Image representing New York Times as depicted ...Image via CrunchBase
By PAULA SPAN

“What’s people’s biggest fear? Being a ‘zombie’ in a nursing home,” said Laurel Baxter, the Awakenings project manager.

Any visitor can see what she means. Even in quality nursing homes, some residents sit impassively in wheelchairs or nod off in front of televisions, apparently unable to interact with others or to summon much interest in their lives. Nursing home reformers and regulators have long believed that this disengagement results in part from the overuse of psychotropic medication to quell the troublesome behaviors that can accompany dementia — yelling, wandering, aggression, resisting care. For nearly 25 years, federal law has required that psychotropic drugs (which critics call “chemical restraints”) be used only when necessary to ensure the safety of a resident or those around her.
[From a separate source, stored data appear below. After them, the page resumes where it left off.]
//! Normalization of stored and imported documents.
//!
//! Older widget builds wrote `emotionsList`/`activityTags`, kept entries
//! under `emotions`, stored bare-string tags and sometimes exported each
//! collection as a JSON string. Everything is folded into the canonical
//! shape here so no other module branches on document layout.

use crate::errors::JournalError;
use crate::models::{Entry, EntryId, Preferences, VocabularyItem, VocabularyKind};
use crate::vocabulary::dedupe;
use chrono::{NaiveDate, NaiveTime};
use serde::Deserialize;
use serde_json::{Map, Value};
use std::collections::HashSet;

/// Collections found in a document; `None` means the key was absent.
#[derive(Debug, Default)]
pub struct NormalizedDocument {
    pub entries: Option<Vec<Entry>>,
    pub emotions: Option<Vec<VocabularyItem>>,
    pub tags: Option<Vec<VocabularyItem>>,
    pub preferences: Option<Preferences>,
    pub next_entry_id: Option<EntryId>,
}

#[derive(Deserialize)]
#[serde(untagged)]
enum StoredEntry {
    Current(Entry),
    Legacy(LegacyEntry),
}

#[derive(Deserialize)]
struct LegacyEntry {
    date: String,
    emotion: String,
    #[serde(default)]
    physical: Option<String>,
    #[serde(default)]
    bp: Option<String>,
    #[serde(default)]
    weight: Option<Value>,
    #[serde(default)]
    thoughts: Option<String>,
}

#[derive(Deserialize)]
#[serde(untagged)]
enum StoredVocabularyItem {
    Name(String),
    Item(VocabularyItem),
}

pub fn parse_document(text: &str) -> Result<NormalizedDocument, JournalError> {
    let value: Value =
        serde_json::from_str(text).map_err(|err| JournalError::Parse(err.to_string()))?;
    normalize_document(value)
}

pub fn normalize_document(value: Value) -> Result<NormalizedDocument, JournalError> {
    let Value::Object(mut object) = value else {
        return Err(JournalError::Parse("expected a JSON object".to_string()));
    };

    let legacy = object.contains_key("emotionsList") || object.contains_key("activityTags");
    let (entries_key, emotions_key, tags_key) = if legacy {
        ("emotions", "emotionsList", "activityTags")
    } else {
        ("entries", "emotions", "tags")
    };

    let entries = take_collection::<StoredEntry>(&mut object, entries_key)?
        .map(upgrade_entries)
        .transpose()?;
    let emotions = take_collection::<StoredVocabularyItem>(&mut object, emotions_key)?
        .map(|stored| upgrade_vocabulary(VocabularyKind::Emotions, stored));
    let tags = take_collection::<StoredVocabularyItem>(&mut object, tags_key)?
        .map(|stored| upgrade_vocabulary(VocabularyKind::Tags, stored));
    let preferences = take_field::<Preferences>(&mut object, "preferences")?;
    let next_entry_id = take_field::<EntryId>(&mut object, "nextEntryId")?;

    Ok(NormalizedDocument {
        entries,
        emotions,
        tags,
        preferences,
        next_entry_id,
    })
}

fn take_collection<T: for<'de> Deserialize<'de>>(
    object: &mut Map<String, Value>,
    key: &str,
) -> Result<Option<Vec<T>>, JournalError> {
    take_field(object, key)
}

fn take_field<T: for<'de> Deserialize<'de>>(
    object: &mut Map<String, Value>,
    key: &str,
) -> Result<Option<T>, JournalError> {
    let value = match object.remove(key) {
        None | Some(Value::Null) => return Ok(None),
        // Old exports stored each collection as its localStorage string.
        Some(Value::String(text)) => serde_json::from_str(&text)
            .map_err(|err| JournalError::Parse(format!("`{key}`: {err}")))?,
        Some(value) => value,
    };
    serde_json::from_value(value)
        .map(Some)
        .map_err(|err| JournalError::Parse(format!("`{key}`: {err}")))
}

fn upgrade_entries(stored: Vec<StoredEntry>) -> Result<Vec<Entry>, JournalError> {
    let mut next_id = stored
        .iter()
        .filter_map(|entry| match entry {
            StoredEntry::Current(entry) => Some(entry.id),
            StoredEntry::Legacy(_) => None,
        })
        .max()
        .unwrap_or(0);

    let mut seen = HashSet::with_capacity(stored.len());
    let mut entries = Vec::with_capacity(stored.len());
    for entry in stored {
        let entry = match entry {
            StoredEntry::Current(entry) => entry,
            StoredEntry::Legacy(legacy) => {
                next_id += 1;
                upgrade_legacy_entry(next_id, legacy)?
            }
        };
        if !seen.insert(entry.id) {
            return Err(JournalError::Parse(format!("duplicate entry id {}", entry.id)));
        }
        entries.push(entry);
    }
    Ok(entries)
}

fn upgrade_legacy_entry(id: EntryId, legacy: LegacyEntry) -> Result<Entry, JournalError> {
    let date = NaiveDate::parse_from_str(legacy.date.trim(), "%Y-%m-%d")
        .map_err(|err| JournalError::Parse(format!("entry date `{}`: {err}", legacy.date)))?;

    let weight_kg = match legacy.weight {
        Some(Value::Number(number)) => number.as_f64(),
        Some(Value::String(text)) => text.trim().parse::<f64>().ok(),
        _ => None,
    };

    Ok(Entry {
        id,
        timestamp: date.and_time(NaiveTime::MIN).and_utc(),
        emotion: legacy.emotion,
        intensity: legacy.physical.filter(|value| !value.trim().is_empty()),
        blood_pressure: legacy.bp.filter(|value| !value.trim().is_empty()),
        weight_kg,
        note: legacy.thoughts.unwrap_or_default(),
        tags: Vec::new(),
    })
}

fn upgrade_vocabulary(
    kind: VocabularyKind,
    stored: Vec<StoredVocabularyItem>,
) -> Vec<VocabularyItem> {
    let items = stored
        .into_iter()
        .map(|item| match item {
            StoredVocabularyItem::Name(name) => VocabularyItem::new(name, None),
            StoredVocabularyItem::Item(item) => item,
        })
        .collect();
    dedupe(kind, items)
}

#[cfg(test)]
mod tests {
    use super::*;

    #[test]
    fn canonical_document_passes_through() {
        let text = r##"{
            "entries": [{"id": 3, "timestamp": "2024-01-01T08:00:00Z", "emotion": "Sad",
                         "bloodPressure": "120/80", "weightKg": 70.5, "note": "ok", "tags": ["Work"]}],
            "emotions": [{"name": "Sad", "color": "#3498db"}],
            "tags": [{"name": "Work"}],
            "preferences": {"theme": "theme-ocean", "language": "de", "darkMode": true},
            "nextEntryId": 9
        }"##;
        let doc = parse_document(text).unwrap();

        let entries = doc.entries.unwrap();
        assert_eq!(entries[0].id, 3);
        assert_eq!(entries[0].weight_kg, Some(70.5));
        assert_eq!(entries[0].tags, ["Work"]);
        assert_eq!(doc.emotions.unwrap()[0].color.as_deref(), Some("#3498db"));
        assert_eq!(doc.tags.unwrap(), vec![VocabularyItem::new("Work", None)]);
        assert!(doc.preferences.unwrap().dark_mode);
        assert_eq!(doc.next_entry_id, Some(9));
    }

    #[test]
    fn absent_keys_stay_absent() {
        let doc = parse_document(r#"{"tags": ["Run"], "unknown": 1}"#).unwrap();
        assert!(doc.entries.is_none());
        assert!(doc.emotions.is_none());
        assert_eq!(doc.tags.unwrap().len(), 1);
    }

    #[test]
    fn legacy_export_with_string_collections_is_upgraded() {
        let text = r##"{
            "emotions": "[{\"date\":\"2024-02-03\",\"emotion\":\"Happy\",\"physical\":\"Average\",\"bp\":\"\",\"weight\":\"72\",\"thoughts\":\"fine\"}]",
            "emotionsList": "[{\"name\":\"Calm\",\"color\":\"#888888\"}]",
            "activityTags": "[\"Work\",\"work\",\"Gym\"]"
        }"##;
        let doc = parse_document(text).unwrap();

        let entries = doc.entries.unwrap();
        assert_eq!(entries.len(), 1);
        let entry = &entries[0];
        assert_eq!(entry.id, 1);
        assert_eq!(entry.timestamp.to_rfc3339(), "2024-02-03T00:00:00+00:00");
        assert_eq!(entry.intensity.as_deref(), Some("Average"));
        assert_eq!(entry.blood_pressure, None);
        assert_eq!(entry.weight_kg, Some(72.0));
        assert_eq!(entry.note, "fine");

        assert_eq!(doc.emotions.unwrap()[0].name, "Calm");
        let tags: Vec<_> = doc.tags.unwrap().into_iter().map(|tag| tag.name).collect();
        assert_eq!(tags, ["Work", "Gym"]);
    }

    #[test]
    fn tag_colors_and_bad_emotion_colors_are_dropped() {
        let text = r##"{
            "emotions": [{"name": "Calm", "color": "#336699"}, {"name": "Odd", "color": "red\" onmouseover=\"x"}],
            "tags": [{"name": "Work", "color": "#f00"}]
        }"##;
        let doc = parse_document(text).unwrap();

        assert_eq!(
            doc.emotions.unwrap(),
            vec![
                VocabularyItem::new("Calm", Some("#336699")),
                VocabularyItem::new("Odd", None),
            ]
        );
        assert_eq!(doc.tags.unwrap(), vec![VocabularyItem::new("Work", None)]);
    }

    #[test]
    fn legacy_entries_get_ids_after_existing_ones() {
        let text = r#"{"entries": [
            {"id": 7, "timestamp": "2024-01-01T08:00:00Z", "emotion": "Sad"},
            {"date": "2024-01-02", "emotion": "Happy"}
        ]}"#;
        let entries = parse_document(text).unwrap().entries.unwrap();
        assert_eq!(entries[1].id, 8);
    }

    #[test]
    fn malformed_documents_are_parse_errors() {
        for text in [
            "{not json",
            "[1, 2]",
            r#"{"entries": 5}"#,
            r#"{"emotions": "[oops"}"#,
            r#"{"entries": [{"date": "yesterday", "emotion": "Sad"}]}"#,
        ] {
            let err = parse_document(text).unwrap_err();
            assert!(matches!(err, JournalError::Parse(_)), "{text}");
        }
    }

    #[test]
    fn duplicate_entry_ids_are_rejected() {
        let text = r#"{"entries": [
            {"id": 1, "timestamp": "2024-01-01T08:00:00Z", "emotion": "Sad"},
            {"id": 1, "timestamp": "2024-01-02T08:00:00Z", "emotion": "Happy"}
        ]}"#;
        assert!(matches!(parse_document(text), Err(JournalError::Parse(_))));
    }
}
const INDEX_HTML: &str = r##"<!DOCTYPE html>
<html lang="{{LANG}}">
<head>
  <meta charset="UTF-8" />
  <meta name="viewport" content="width=device-width, initial-scale=1.0" />
  <title>Emotion Journal</title>
  <link rel="manifest" href="/manifest.json" />
  <style>
    :root {
      --bg-1: #f8f3e6;
      --bg-2: #f5d3a7;
      --ink: #2b2a28;
      --accent: #ff6b4a;
      --accent-2: #2f4858;
      --card: rgba(255, 255, 255, 0.86);
      --shadow: 0 24px 60px rgba(47, 72, 88, 0.18);
    }

    body.theme-ocean { --bg-1: #e6f3f8; --bg-2: #a7d3f5; --accent: #1f7a8c; }
    body.theme-forest { --bg-1: #eef6e6; --bg-2: #b8dca7; --accent: #3f7d20; }
    body.dark-mode { --bg-1: #1d1f24; --bg-2: #2b2f38; --ink: #eceae6; --card: rgba(35, 39, 47, 0.92); }

    * { box-sizing: border-box; }

    body {
      margin: 0;
      min-height: 100vh;
      background: radial-gradient(circle at top, var(--bg-2), transparent 60%),
        linear-gradient(135deg, var(--bg-1), var(--bg-1) 100%);
      color: var(--ink);
      font-family: "Space Grotesk", "Trebuchet MS", sans-serif;
      display: grid;
      place-items: center;
      padding: 32px 18px 48px;
    }

    .app {
      width: min(960px, 100%);
      background: var(--card);
      border-radius: 28px;
      box-shadow: var(--shadow);
      padding: 36px;
      display: grid;
      gap: 28px;
    }

    header { display: flex; flex-wrap: wrap; gap: 12px; align-items: center; justify-content: space-between; }
    h1 { font-family: "Fraunces", "Georgia", serif; margin: 0; }
    .controls { display: flex; gap: 8px; }
    .grid { display: grid; grid-template-columns: repeat(auto-fit, minmax(300px, 1fr)); gap: 24px; }
    .slice { cursor: pointer; stroke: white; stroke-width: 2; }
    .slice:focus { outline: none; stroke: var(--ink); }
    #emotion-wheel text { pointer-events: none; font-size: 0.8rem; fill: #23272f; }
    form { display: grid; gap: 10px; }
    .tags { display: flex; flex-wrap: wrap; gap: 6px; }
    .tag { background: white; border-radius: 999px; padding: 4px 10px; color: #2b2a28; }
    button { border: none; border-radius: 999px; padding: 10px 16px; font-weight: 600; cursor: pointer; background: var(--accent-2); color: white; }
    button:disabled { opacity: 0.5; cursor: not-allowed; }
    .tag-remove, .emotion-remove, .entry-remove { background: transparent; color: var(--accent); padding: 0 4px; }
    #entries { list-style: none; padding: 0; display: grid; gap: 8px; }
    #entries li { display: flex; gap: 8px; align-items: baseline; flex-wrap: wrap; }
    .chart-card svg { width: 100%; height: auto; background: white; border-radius: 18px; }
    .chart-line { fill: none; stroke: #3e95cd; stroke-width: 3; }
    .chart-point { fill: white; stroke: #3e95cd; stroke-width: 2; }
    .chart-label { font-size: 11px; fill: #8b857d; }
    .status { min-height: 1.2em; }
    .status[data-type="error"] { color: #e74c3c; }
    .status[data-type="ok"] { color: #2ecc71; }
    pre { max-height: 200px; overflow: auto; background: #eee; color: #2b2a28; padding: 8px; }
  </style>
</head>
<body class="{{BODY_CLASS}}">
  <main class="app">
    <header>
      <h1>Emotion Journal</h1>
      <div class="controls">
        <select id="theme-select" aria-label="Theme">
          <option value="">Default</option>
          <option value="theme-ocean">Ocean</option>
          <option value="theme-forest">Forest</option>
        </select>
        <select id="lang-select" aria-label="Language">
          <option value="en">English</option>
          <option value="de">Deutsch</option>
          <option value="es">Español</option>
        </select>
        <button type="button" id="dark-toggle">Dark mode</button>
      </div>
    </header>

    <section class="grid">
      <div>
        <svg id="emotion-wheel" viewBox="0 0 320 320" role="listbox" aria-label="Emotion wheel">{{WHEEL}}</svg>
        <p>Selected: <strong id="selected-emotion">{{SELECTED}}</strong></p>
      </div>

      <form id="track-form">
        <select id="emotion-select" aria-label="Emotion">{{EMOTION_OPTIONS}}</select>
        <input id="intensity" placeholder="Physical state (e.g. Average)" />
        <input id="bp" placeholder="Blood pressure, e.g. 120/80" />
        <input id="weight" type="number" step="0.1" min="10" max="300" placeholder="Weight (kg)" />
        <textarea id="note" maxlength="250" placeholder="Thoughts"></textarea>
        <div class="tags" id="activity-tags">{{TAGS}}</div>
        <button type="submit" id="submit-entry">Log entry</button>
      </form>
    </section>

    <section class="grid">
      <form id="emotion-form">
        <input id="new-emotion-name" placeholder="New emotion" />
        <input id="new-emotion-color" type="color" value="#888888" />
        <button type="submit">Add emotion</button>
        <div class="tags" id="emotion-list">{{EMOTIONS}}</div>
      </form>
      <form id="tag-form">
        <input id="new-tag-name" placeholder="New activity tag" />
        <button type="submit">Add tag</button>
      </form>
    </section>

    <section>
      <h2>Recent entries</h2>
      <ul id="entries">{{ENTRIES}}</ul>
    </section>

    <section class="chart-card">
      <h2>Mood trend</h2>
      <div class="controls">
        <button type="button" data-zoom="in">Zoom in</button>
        <button type="button" data-zoom="out">Zoom out</button>
        <button type="button" data-zoom="reset">Reset</button>
      </div>
      <svg id="trend-chart" viewBox="0 0 600 260" role="img" aria-label="Average mood per day"></svg>
      <h2>Emotions per day</h2>
      <svg id="count-chart" viewBox="0 0 600 260" role="img" aria-label="Emotion counts per day"></svg>
    </section>

    <section>
      <a href="/api/export" download><button type="button">Export data</button></a>
      <input type="file" id="import-file" accept="application/json" />
      <div id="import-preview"></div>
    </section>

    <div class="status" id="status"></div>
  </main>

  <script>
    const statusEl = document.getElementById('status');
    const selectedEl = document.getElementById('selected-emotion');
    const selectEl = document.getElementById('emotion-select');
    const submitEl = document.getElementById('submit-entry');
    const previewEl = document.getElementById('import-preview');

    const setStatus = (message, type) => {
      statusEl.textContent = message;
      statusEl.dataset.type = type || '';
      if (type === 'ok') {
        setTimeout(() => setStatus('', ''), 1500);
      }
    };

    const api = async (method, url, body, raw) => {
      const res = await fetch(url, {
        method,
        headers: raw ? {} : { 'content-type': 'application/json' },
        body: raw ? body : body === undefined ? undefined : JSON.stringify(body)
      });
      if (!res.ok) {
        const err = await res.json().catch(() => ({ error: 'Request failed' }));
        throw new Error(err.error);
      }
      return res.status === 204 ? null : res.json();
    };

    const reload = () => window.location.reload();
    const fail = (err) => setStatus(err.message, 'error');

    const updateSelection = (emotion) => {
      selectedEl.textContent = emotion || '';
      selectEl.value = emotion || '';
      submitEl.disabled = !emotion;
    };

    const pick = (emotion) =>
      api('POST', '/api/selection', { emotion })
        .then((res) => updateSelection(res.selected))
        .catch(fail);

    document.querySelectorAll('.slice').forEach((slice) => {
      slice.addEventListener('click', () => pick(slice.dataset.emotion));
      slice.addEventListener('keydown', (event) => {
        if (event.key === 'Enter' || event.key === ' ') {
          pick(slice.dataset.emotion);
        }
      });
    });
    selectEl.addEventListener('change', () => selectEl.value && pick(selectEl.value));
    updateSelection(selectedEl.textContent);

    document.getElementById('track-form').addEventListener('submit', (event) => {
      event.preventDefault();
      const tags = Array.from(document.querySelectorAll('input[name="tags"]:checked')).map((el) => el.value);
      api('POST', '/api/entries', {
        intensity: document.getElementById('intensity').value,
        bloodPressure: document.getElementById('bp').value,
        weightKg: document.getElementById('weight').value,
        note: document.getElementById('note').value,
        tags
      }).then(reload).catch(fail);
    });

    document.getElementById('emotion-form').addEventListener('submit', (event) => {
      event.preventDefault();
      api('POST', '/api/emotions', {
        name: document.getElementById('new-emotion-name').value,
        color: document.getElementById('new-emotion-color').value
      }).then(reload).catch(fail);
    });

    document.getElementById('tag-form').addEventListener('submit', (event) => {
      event.preventDefault();
      api('POST', '/api/tags', { name: document.getElementById('new-tag-name').value })
        .then(reload)
        .catch(fail);
    });

    document.querySelectorAll('.tag-remove').forEach((button) => {
      button.addEventListener('click', () =>
        api('DELETE', `/api/tags/${encodeURIComponent(button.dataset.tag)}`).then(reload).catch(fail)
      );
    });

    document.querySelectorAll('.emotion-remove').forEach((button) => {
      button.addEventListener('click', () =>
        api('DELETE', `/api/emotions/${encodeURIComponent(button.dataset.emotion)}`).then(reload).catch(fail)
      );
    });

    document.querySelectorAll('.entry-remove').forEach((button) => {
      button.addEventListener('click', () =>
        api('DELETE', `/api/entries/${button.dataset.id}`).then(reload).catch(fail)
      );
    });

    const themeEl = document.getElementById('theme-select');
    const langEl = document.getElementById('lang-select');
    themeEl.value = Array.from(document.body.classList).find((name) => name.startsWith('theme-')) || '';
    langEl.value = document.documentElement.lang;
    themeEl.addEventListener('change', () => api('PUT', '/api/preferences', { theme: themeEl.value }).then(reload).catch(fail));
    langEl.addEventListener('change', () => api('PUT', '/api/preferences', { language: langEl.value }).then(reload).catch(fail));
    document.getElementById('dark-toggle').addEventListener('click', () => {
      const darkMode = !document.body.classList.contains('dark-mode');
      api('PUT', '/api/preferences', { darkMode }).then(reload).catch(fail);
    });

    document.getElementById('import-file').addEventListener('change', async (event) => {
      const file = event.target.files[0];
      if (!file) {
        return;
      }
      try {
        const preview = await api('POST', '/api/import', await file.text(), true);
        previewEl.innerHTML = '<pre></pre><button type="button" id="confirm-import">Confirm import</button> <button type="button" id="cancel-import">Cancel</button>';
        previewEl.querySelector('pre').textContent = JSON.stringify(preview.document, null, 2);
        document.getElementById('confirm-import').addEventListener('click', () =>
          api('POST', '/api/import/confirm').then(reload).catch(fail)
        );
        document.getElementById('cancel-import').addEventListener('click', () =>
          api('DELETE', '/api/import').then(() => { previewEl.innerHTML = ''; }).catch(fail)
        );
      } catch (err) {
        fail(new Error('Invalid import file.'));
      }
    });

    const SVG_NS = 'http://www.w3.org/2000/svg';
    const svgEl = (tag, attrs, text) => {
      const el = document.createElementNS(SVG_NS, tag);
      Object.entries(attrs).forEach(([key, value]) => el.setAttribute(key, value));
      if (text !== undefined) {
        el.textContent = text;
      }
      return el;
    };
    const noData = (svg) =>
      svg.replaceChildren(svgEl('text', { class: 'chart-label', x: '50%', y: '50%', 'text-anchor': 'middle' }, 'No data yet'));

    const renderLineChart = (svg, labels, values, range) => {
      const points = labels.map((label, index) => ({ label, value: values[index] })).filter((p) => p.value !== null);
      if (!points.length) {
        noData(svg);
        return;
      }
      const width = 600, height = 260, padX = 44, padY = 34, top = 24;
      const span = Math.max(range.max - range.min, 1);
      const xStep = points.length > 1 ? (width - padX * 2) / (points.length - 1) : 0;
      const x = (index) => padX + index * xStep;
      const clamp = (value) => Math.min(Math.max(value, range.min), range.max);
      const y = (value) => height - padY - ((clamp(value) - range.min) / span) * (height - top - padY);
      const path = points.map((p, i) => `${i === 0 ? 'M' : 'L'} ${x(i).toFixed(2)} ${y(p.value).toFixed(2)}`).join(' ');
      svg.replaceChildren(
        svgEl('path', { class: 'chart-line', d: path }),
        ...points.map((p, i) => svgEl('circle', { class: 'chart-point', cx: x(i), cy: y(p.value), r: 4 })),
        ...points.map((p, i) =>
          svgEl('text', { class: 'chart-label', x: x(i), y: height - padY + 18, 'text-anchor': 'middle' }, p.label.slice(5))
        )
      );
    };

    const renderStackedChart = (svg, counts) => {
      if (!counts.dates.length) {
        noData(svg);
        return;
      }
      const width = 600, height = 260, padX = 44, padY = 34, top = 24;
      const totals = counts.dates.map((_, i) => counts.series.reduce((sum, s) => sum + s.counts[i], 0));
      const max = Math.max(...totals, 1);
      const band = (width - padX * 2) / counts.dates.length;
      const scale = (height - top - padY) / max;
      const nodes = [];
      counts.dates.forEach((date, i) => {
        let base = height - padY;
        counts.series.forEach((s) => {
          const h = s.counts[i] * scale;
          if (h > 0) {
            base -= h;
            const rect = svgEl('rect', { x: padX + i * band + 4, y: base, width: band - 8, height: h, fill: s.color || '#888888' });
            rect.appendChild(svgEl('title', {}, `${s.emotion}: ${s.counts[i]}`));
            nodes.push(rect);
          }
        });
        nodes.push(svgEl('text', { class: 'chart-label', x: padX + i * band + band / 2, y: height - padY + 18, 'text-anchor': 'middle' }, date.slice(5)));
      });
      svg.replaceChildren(...nodes);
    };

    const trendEl = document.getElementById('trend-chart');
    const trendRange = { min: 0, max: 4 };
    let trend = { labels: [], values: [], levels: 5 };
    const drawTrend = () => renderLineChart(trendEl, trend.labels, trend.values, trendRange);
    const resetZoom = () => {
      trendRange.min = 0;
      trendRange.max = Math.max(trend.levels - 1, 1);
    };

    document.querySelectorAll('[data-zoom]').forEach((button) => {
      button.addEventListener('click', () => {
        if (button.dataset.zoom === 'in') {
          trendRange.max = Math.max(1, trendRange.max - 1);
          trendRange.min = Math.min(trendRange.max - 1, trendRange.min + 1);
        } else if (button.dataset.zoom === 'out') {
          trendRange.max += 1;
          trendRange.min = Math.max(0, trendRange.min - 1);
        } else {
          resetZoom();
        }
        drawTrend();
      });
    });

    api('GET', '/api/stats')
      .then((stats) => {
        trend = {
          labels: stats.trend.map((p) => p.date),
          values: stats.trend.map((p) => p.average),
          levels: stats.levels
        };
        resetZoom();
        drawTrend();
        renderStackedChart(document.getElementById('count-chart'), stats.counts);
      })
      .catch(fail);

    if ('serviceWorker' in navigator) {
      navigator.serviceWorker.register('/service-worker.js').catch(() => {});
    }
  </script>
</body>
</html>
"##;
The drugs can cause serious side effects. Since 2008, the Food and Drug Administration has required a so-called black box warnings on their packaging, cautioning that they pose an increased mortality risk for elderly patients. Nevertheless, a national survey reported that in 2004 about a quarter of nursing home residents were receiving antipsychotic drugs. (Among the antipsychotic drugs most commonly used in nursing homes are Risperdal, Seroquel and Zyprexa.)

Though they may be prescribed less frequently following the F.D.A.’s warnings, these drugs are still overused in long-term care, said Dr. Mark Lachs, chief of geriatrics at Weill Cornell Medical College. And once the pills are prescribed, residents keep taking them. “They get perpetualized, like insulin,” he told me, even though the behaviors they’re meant to soothe may wane anyway as dementia progresses.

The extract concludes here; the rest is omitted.